Crowdfunding A Venture? Not as Easy as It Sounds
Readers may be familiar with sites like Kiva, Kickstarter, or SecondMarket and wonder if there is a way to attract smaller investments into corporations in a more scalable way than the traditional handshake-by-handshake process with Angel Investors or Venture Capital groups.After all, the acceptance rate with traditional groups is shockingly low.
Unfortunately, the Securities Act and SEC rules aren’t set up to make Crowdfunding easy. The 1933 Securities Act was a response to the crash of the 1920s, and its goal can be summed up concisely: protecting purchasers of securities by informing them about the companies they’re investing in.
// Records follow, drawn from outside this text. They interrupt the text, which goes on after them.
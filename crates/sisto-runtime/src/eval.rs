use sisto_engine::condition::ConditionEvaluator;

use crate::frame::FrameHandle;
use crate::value::Value;

/// Error reported when a guard condition fails to evaluate.
#[derive(thiserror::Error, Debug, PartialEq, Eq)]
pub enum EvalError {
    /// The condition referenced a name with no binding in scope.
    #[error("name '{0}' is not defined")]
    Undefined(String),

    /// The condition text did not parse.
    #[error("malformed condition: {0}")]
    Malformed(String),

    /// The two operands cannot be compared.
    #[error("cannot compare {0} and {1}")]
    Incomparable(&'static str, &'static str),
}

/// Guard-condition evaluator over the runtime's expression subset.
///
/// Supports a literal or variable, optionally compared to another with
/// `==`, `!=`, `<`, `<=`, `>` or `>=`. A bare term is reduced to its
/// truthiness. Variables resolve against the activation's locals first,
/// then its globals.
#[derive(Debug, Default, Clone, Copy)]
pub struct ExprEvaluator;

impl ExprEvaluator {
    fn term(&self, text: &str, activation: &FrameHandle) -> Result<Value, EvalError> {
        let text = text.trim();

        if text.is_empty() {
            return Err(EvalError::Malformed("empty operand".to_owned()));
        }

        if let Ok(value) = text.parse::<i64>() {
            return Ok(Value::Int(value));
        }

        match text {
            "true" => return Ok(Value::Bool(true)),
            "false" => return Ok(Value::Bool(false)),
            _ => {}
        }

        if text.len() >= 2 && text.starts_with('\'') && text.ends_with('\'') {
            return Ok(Value::Str(text[1..text.len() - 1].to_owned()));
        }

        if !text.chars().all(|c| c.is_alphanumeric() || c == '_') {
            return Err(EvalError::Malformed(text.to_owned()));
        }

        activation
            .get(text)
            .ok_or_else(|| EvalError::Undefined(text.to_owned()))
    }

    fn compare(&self, op: &str, lhs: &Value, rhs: &Value) -> Result<bool, EvalError> {
        let ordering = match (lhs, rhs) {
            (Value::Int(a), Value::Int(b)) => a.cmp(b),
            (Value::Str(a), Value::Str(b)) => a.cmp(b),
            (Value::Bool(a), Value::Bool(b)) if matches!(op, "==" | "!=") => {
                return Ok((a == b) == (op == "=="));
            }
            _ => return Err(EvalError::Incomparable(lhs.type_name(), rhs.type_name())),
        };

        Ok(match op {
            "==" => ordering.is_eq(),
            "!=" => ordering.is_ne(),
            "<" => ordering.is_lt(),
            "<=" => ordering.is_le(),
            ">" => ordering.is_gt(),
            ">=" => ordering.is_ge(),
            _ => return Err(EvalError::Malformed(op.to_owned())),
        })
    }
}

impl ConditionEvaluator<FrameHandle> for ExprEvaluator {
    type Error = EvalError;

    fn evaluate(&mut self, expr: &str, activation: &FrameHandle) -> Result<bool, Self::Error> {
        // longest operators first, so `<=` is not split as `<`
        for op in ["==", "!=", "<=", ">=", "<", ">"] {
            if let Some((lhs, rhs)) = expr.split_once(op) {
                let lhs = self.term(lhs, activation)?;
                let rhs = self.term(rhs, activation)?;

                return self.compare(op, &lhs, &rhs);
            }
        }

        self.term(expr, activation).map(|value| value.is_truthy())
    }
}

#[cfg(test)]
mod tests {
    use std::collections::HashMap;
    use std::sync::{Arc, Mutex};

    use sisto_engine::activation::FrameId;

    use super::*;
    use crate::program::Program;
    use crate::value::Value;

    fn frame_with(locals: &[(&str, Value)], globals: &[(&str, Value)]) -> FrameHandle {
        let program = Program::builder("t.si").function("f", &[], |_| {}).build();
        let Some(function) = program.function("f") else {
            unreachable!()
        };
        let code = function.code_id().clone();

        FrameHandle::new(
            FrameId(1),
            code,
            Arc::from("t.si"),
            locals
                .iter()
                .map(|(name, value)| ((*name).to_owned(), value.clone()))
                .collect(),
            Arc::new(Mutex::new(
                globals
                    .iter()
                    .map(|(name, value)| ((*name).to_owned(), value.clone()))
                    .collect(),
            )),
            None,
        )
    }

    #[test]
    fn comparisons_and_truthiness() {
        let mut evaluator = ExprEvaluator;
        let frame = frame_with(
            &[("x", Value::Int(3)), ("name", Value::Str("ada".into()))],
            &[("limit", Value::Int(10))],
        );

        assert_eq!(evaluator.evaluate("x == 3", &frame), Ok(true));
        assert_eq!(evaluator.evaluate("x != 3", &frame), Ok(false));
        assert_eq!(evaluator.evaluate("x < limit", &frame), Ok(true));
        assert_eq!(evaluator.evaluate("x >= 4", &frame), Ok(false));
        assert_eq!(evaluator.evaluate("name == 'ada'", &frame), Ok(true));
        assert_eq!(evaluator.evaluate("x", &frame), Ok(true));
        assert_eq!(evaluator.evaluate("0", &frame), Ok(false));
    }

    #[test]
    fn locals_shadow_globals() {
        let mut evaluator = ExprEvaluator;
        let frame = frame_with(&[("x", Value::Int(1))], &[("x", Value::Int(0))]);

        assert_eq!(evaluator.evaluate("x", &frame), Ok(true));
    }

    #[test]
    fn undefined_names_are_reported() {
        let mut evaluator = ExprEvaluator;
        let frame = frame_with(&[], &[]);

        assert_eq!(
            evaluator.evaluate("missing == 1", &frame),
            Err(EvalError::Undefined("missing".to_owned()))
        );
        assert_eq!(
            evaluator.evaluate("x ==", &frame),
            Err(EvalError::Malformed("empty operand".to_owned()))
        );
    }

    #[test]
    fn mixed_types_do_not_compare() {
        let mut evaluator = ExprEvaluator;
        let frame = frame_with(&[("x", Value::Int(3))], &[]);

        assert_eq!(
            evaluator.evaluate("x == 'three'", &frame),
            Err(EvalError::Incomparable("int", "str"))
        );
    }
}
This is why the public sale of securities requires detailed and expensive public filings (known as “registration” with the SEC). It’s also why so many of the exemptions from this registration requirement revolve around raising money among small groups of “sophisticated investors.” Funds, banks, and wealthy individuals are among the sophisticated and they may invest without forcing the company to register with the SEC.
By now you can see why the Crowdfunding model doesn’t jive with the SEC. If you can only sell unregistered securities to small groups of sophisticated people, then posting your securities for sale all over the internet for anyone to purchase is a clear no-no.
But not all hope is lost. Law Professor Steve Bradford covers this area marvelously in a recently released draft article, Crowdfunding and the Federal Securities Laws. You don’t have to be a lawyer to get a lot out of this, either.
The big takeaway from Professor Bradford’s article for a startup or small company is that there’s more than one way to Crowdfund, and some methods won’t put you on the SEC’s naughty list. According to the professor, methods that resemble loans or that offer one-time rewards for investment rather than a share of profits are among the safer alternatives.
That said, the area is still complex and the article only draws a general legal border around the issue. It doesn’t weigh what’s the best business decision. Always consult with your advisors or general counsel before taking the plunge.
UPDATE (9/13/2011): The President’s American Jobs Act includes a proposal that would allow for crowdfunding - specifics still to come!